# EXERCISE DIRECTIONS
Beneath this line is the data. Output exactly the lines from the line with "use std::fs::File;" to the line with "let chunks = Layout::default()", both ends included, and nothing more.

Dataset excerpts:

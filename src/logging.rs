//! File logging. The terminal belongs to the TUI, so records go to a file.

use anyhow::{Context, Result};
use log::LevelFilter;
use simplelog::{ConfigBuilder, WriteLogger};
use std::fs::File;
use std::path::Path;

pub const DEFAULT_LOG_FILE: &str = "neon_snake.log";

/// Install the global logger writing to `path`, truncating it.
/// `LevelFilter::Off` skips creating the file entirely.
pub fn init(path: &Path, level: LevelFilter) -> Result<()> {
    if level == LevelFilter::Off {
        return Ok(());
    }

    let file =
        File::create(path).with_context(|| format!("Failed to create log file {:?}", path))?;
    let config = ConfigBuilder::new()
        .set_target_level(LevelFilter::Error)
        .set_thread_level(LevelFilter::Off)
        .build();

    WriteLogger::init(level, config, file).context("Failed to install logger")?;
    Ok(())
}
use ratatui::{
    Frame,
    layout::{Alignment, Constraint, Direction as LayoutDirection, Layout, Rect},
    style::{Color, Modifier, Style},
    text::{Line, Span},
    widgets::{Block, BorderType, Borders, Paragraph},
};

use crate::game::{Direction, GameState, GameStatus, Position};
use crate::input::{ControlPad, PAD_HEIGHT};
use crate::metrics::GameMetrics;

/// Everything the renderer reads, borrowed for one frame
#[derive(Debug, Clone, Copy)]
pub struct View<'a> {
    pub state: &'a GameState,
    pub best_score: u32,
    pub metrics: &'a GameMetrics,
}

/// Screen regions for one frame size
#[derive(Debug, Clone, Copy, PartialEq, Eq)]
pub struct ScreenLayout {
    pub header: Rect,
    pub board: Rect,
    pub pad: ControlPad,
    pub pad_area: Rect,
    pub footer: Rect,
}

/// Start and end screens never shrink below this, so their text fits
const PANEL_MIN_WIDTH: u16 = 40;
const PANEL_MIN_HEIGHT: u16 = 10;

#[derive(Debug, Clone, Copy, Default)]
pub struct Renderer;

impl Renderer {
    pub fn new() -> Self {
        Self
    }

    pub fn layout(area: Rect) -> ScreenLayout {
        let chunks = Layout::default()
            .direction(LayoutDirection::Vertical)
            .constraints([
                Constraint::Length(3),          // Header
                Constraint::Min(0),             // Board
                Constraint::Length(PAD_HEIGHT), // Control pad
                Constraint::Length(2),          // Footer
            ])
            .split(area);

        ScreenLayout {
            header: chunks[0],
            board: chunks[1],
            pad: ControlPad::layout(chunks[2]),
            pad_area: chunks[2],
            footer: chunks[3],
        }
    }

    /// Draw a frame and hand back the button layout that was drawn
    pub fn render(&self, frame: &mut Frame, view: View<'_>) -> ControlPad {
        let layout = Self::layout(frame.area());

        frame.render_widget(self.render_stats(view), layout.header);

        let grid_width = view.state.grid_size as u16 * 2 + 2;
        let grid_height = view.state.grid_size as u16 + 2;
        let board = match view.state.status {
            GameStatus::Running => centered(layout.board, grid_width, grid_height),
            _ => centered(
                layout.board,
                grid_width.max(PANEL_MIN_WIDTH),
                grid_height.max(PANEL_MIN_HEIGHT),
            ),
        };
        let panel = match view.state.status {
            GameStatus::Running => self.render_grid(view.state),
            GameStatus::NotStarted => self.render_start(view),
            GameStatus::GameOver => self.render_game_over(view),
            GameStatus::Won => self.render_victory(view),
        };
        frame.render_widget(panel, board);

        for (direction, rect) in layout.pad.buttons() {
            frame.render_widget(self.render_button(direction), rect);
        }

        frame.render_widget(self.render_controls(), layout.footer);

        layout.pad
    }

    fn render_grid(&self, state: &GameState) -> Paragraph<'static> {
        let mut lines = Vec::with_capacity(state.grid_size);
        let head = state.snake.head();

        for y in 0..state.grid_size {
            let mut spans = Vec::with_capacity(state.grid_size);

            for x in 0..state.grid_size {
                let pos = Position::new(x as i32, y as i32);

                let cell = if pos == head {
                    Span::styled(
                        "■ ",
                        Style::default()
                            .fg(Color::White)
                            .bg(Color::Cyan)
                            .add_modifier(Modifier::BOLD),
                    )
                } else if state.snake.occupies(pos) {
                    Span::styled("■ ", Style::default().fg(Color::Cyan))
                } else if state.food == Some(pos) {
                    Span::styled(
                        "● ",
                        Style::default()
                            .fg(Color::Magenta)
                            .add_modifier(Modifier::BOLD),
                    )
                } else {
                    Span::styled("· ", Style::default().fg(Color::Rgb(60, 0, 90)))
                };

                spans.push(cell);
            }

            lines.push(Line::from(spans));
        }

        Paragraph::new(lines).block(
            Block::default()
                .borders(Borders::ALL)
                .border_type(BorderType::Double)
                .border_style(Style::default().fg(Color::Magenta))
                .title(" Neon Snake "),
        )
    }

    fn render_stats(&self, view: View<'_>) -> Paragraph<'static> {
        let label = Style::default().fg(Color::Yellow);
        let value = Style::default()
            .fg(Color::White)
            .add_modifier(Modifier::BOLD);

        let text = vec![
            Line::from(vec![
                Span::styled("Score: ", label),
                Span::styled(view.state.score.to_string(), value),
                Span::raw("    "),
                Span::styled("Best: ", label),
                Span::styled(view.best_score.to_string(), value),
            ]),
            Line::from(vec![
                Span::styled("Speed: ", label),
                Span::styled(
                    format!("{}ms", view.state.interval.as_millis()),
                    Style::default().fg(Color::White),
                ),
                Span::raw("    "),
                Span::styled("Time: ", label),
                Span::styled(view.metrics.format_time(), Style::default().fg(Color::White)),
                Span::raw("    "),
                Span::styled("Games: ", label),
                Span::styled(
                    view.metrics.games_played.to_string(),
                    Style::default().fg(Color::White),
                ),
                Span::raw("    "),
                Span::styled("Longest: ", label),
                Span::styled(
                    view.metrics.longest_snake.to_string(),
                    Style::default().fg(Color::White),
                ),
            ]),
        ];

        Paragraph::new(text).alignment(Alignment::Center)
    }

    fn render_start(&self, view: View<'_>) -> Paragraph<'static> {
        let text = vec![
            Line::from(""),
            Line::from(Span::styled(
                "NEON SNAKE",
                Style::default()
                    .fg(Color::Cyan)
                    .add_modifier(Modifier::BOLD),
            )),
            Line::from(""),
            Line::from(vec![
                Span::styled("Best: ", Style::default().fg(Color::Yellow)),
                Span::styled(view.best_score.to_string(), Style::default().fg(Color::White)),
            ]),
            Line::from(""),
            Line::from(Span::styled(
                "Press Enter, Space or click to start",
                Style::default().fg(Color::Gray),
            )),
        ];

        self.panel(text, Color::Cyan)
    }

    fn render_game_over(&self, view: View<'_>) -> Paragraph<'static> {
        let mut text = vec![
            Line::from(""),
            Line::from(Span::styled(
                "GAME OVER",
                Style::default().fg(Color::Red).add_modifier(Modifier::BOLD),
            )),
            Line::from(""),
        ];
        text.extend(final_score_lines(view));
        text.extend([Line::from(""), restart_hint()]);

        self.panel(text, Color::Red)
    }

    fn render_victory(&self, view: View<'_>) -> Paragraph<'static> {
        let mut text = vec![
            Line::from(""),
            Line::from(Span::styled(
                "YOU WIN",
                Style::default()
                    .fg(Color::Green)
                    .add_modifier(Modifier::BOLD),
            )),
            Line::from(""),
        ];
        text.extend(final_score_lines(view));
        text.extend([Line::from(""), restart_hint()]);

        self.panel(text, Color::Green)
    }

    fn panel(&self, text: Vec<Line<'static>>, border: Color) -> Paragraph<'static> {
        Paragraph::new(text).alignment(Alignment::Center).block(
            Block::default()
                .borders(Borders::ALL)
                .border_style(Style::default().fg(border)),
        )
    }

    fn render_button(&self, direction: Direction) -> Paragraph<'static> {
        let arrow = match direction {
            Direction::Up => "▲",
            Direction::Down => "▼",
            Direction::Left => "◀",
            Direction::Right => "▶",
        };

        Paragraph::new(arrow)
            .alignment(Alignment::Center)
            .style(Style::default().fg(Color::Black).bg(Color::Magenta))
    }

    fn render_controls(&self) -> Paragraph<'static> {
        let text = vec![Line::from(vec![
            Span::styled("↑↓←→", Style::default().fg(Color::Cyan)),
            Span::raw(", "),
            Span::styled("WASD", Style::default().fg(Color::Cyan)),
            Span::raw(", buttons or swipe to move | "),
            Span::styled("Enter", Style::default().fg(Color::Green)),
            Span::raw(" to start | "),
            Span::styled("Q", Style::default().fg(Color::Red)),
            Span::raw(" to quit"),
        ])];

        Paragraph::new(text).alignment(Alignment::Center)
    }
}

fn final_score_lines(view: View<'_>) -> [Line<'static>; 2] {
    [
        Line::from(vec![
            Span::styled("Final Score: ", Style::default().fg(Color::Yellow)),
            Span::styled(
                view.state.score.to_string(),
                Style::default()
                    .fg(Color::White)
                    .add_modifier(Modifier::BOLD),
            ),
        ]),
        Line::from(vec![
            Span::styled("Best: ", Style::default().fg(Color::Yellow)),
            Span::styled(view.best_score.to_string(), Style::default().fg(Color::White)),
        ]),
    ]
}

fn restart_hint() -> Line<'static> {
    Line::from(vec![
        Span::styled("Press ", Style::default().fg(Color::Gray)),
        Span::styled(
            "R",
            Style::default()
                .fg(Color::Green)
                .add_modifier(Modifier::BOLD),
        ),
        Span::styled(" to restart or ", Style::default().fg(Color::Gray)),
        Span::styled(
            "Q",
            Style::default().fg(Color::Red).add_modifier(Modifier::BOLD),
        ),
        Span::styled(" to quit", Style::default().fg(Color::Gray)),
    ])
}

/// A `width` x `height` rect centred in `area`, shrunk to fit
fn centered(area: Rect, width: u16, height: u16) -> Rect {
    let width = width.min(area.width);
    let height = height.min(area.height);
    Rect::new(
        area.x + (area.width - width) / 2,
        area.y + (area.height - height) / 2,
        width,
        height,
    )
}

# SOLUTION FOR THIS TASK
use std::fs::File;
use std::path::Path;

pub const DEFAULT_LOG_FILE: &str = "neon_snake.log";

/// Install the global logger writing to `path`, truncating it.
/// `LevelFilter::Off` skips creating the file entirely.
pub fn init(path: &Path, level: LevelFilter) -> Result<()> {
    if level == LevelFilter::Off {
        return Ok(());
    }

    let file =
        File::create(path).with_context(|| format!("Failed to create log file {:?}", path))?;
    let config = ConfigBuilder::new()
        .set_target_level(LevelFilter::Error)
        .set_thread_level(LevelFilter::Off)
        .build();

    WriteLogger::init(level, config, file).context("Failed to install logger")?;
    Ok(())
}
use ratatui::{
    Frame,
    layout::{Alignment, Constraint, Direction as LayoutDirection, Layout, Rect},
    style::{Color, Modifier, Style},
    text::{Line, Span},
    widgets::{Block, BorderType, Borders, Paragraph},
};

use crate::game::{Direction, GameState, GameStatus, Position};
use crate::input::{ControlPad, PAD_HEIGHT};
use crate::metrics::GameMetrics;

/// Everything the renderer reads, borrowed for one frame
#[derive(Debug, Clone, Copy)]
pub struct View<'a> {
    pub state: &'a GameState,
    pub best_score: u32,
    pub metrics: &'a GameMetrics,
}

/// Screen regions for one frame size
#[derive(Debug, Clone, Copy, PartialEq, Eq)]
pub struct ScreenLayout {
    pub header: Rect,
    pub board: Rect,
    pub pad: ControlPad,
    pub pad_area: Rect,
    pub footer: Rect,
}

/// Start and end screens never shrink below this, so their text fits
const PANEL_MIN_WIDTH: u16 = 40;
const PANEL_MIN_HEIGHT: u16 = 10;

#[derive(Debug, Clone, Copy, Default)]
pub struct Renderer;

impl Renderer {
    pub fn new() -> Self {
        Self
    }

    pub fn layout(area: Rect) -> ScreenLayout {
        let chunks = Layout::default()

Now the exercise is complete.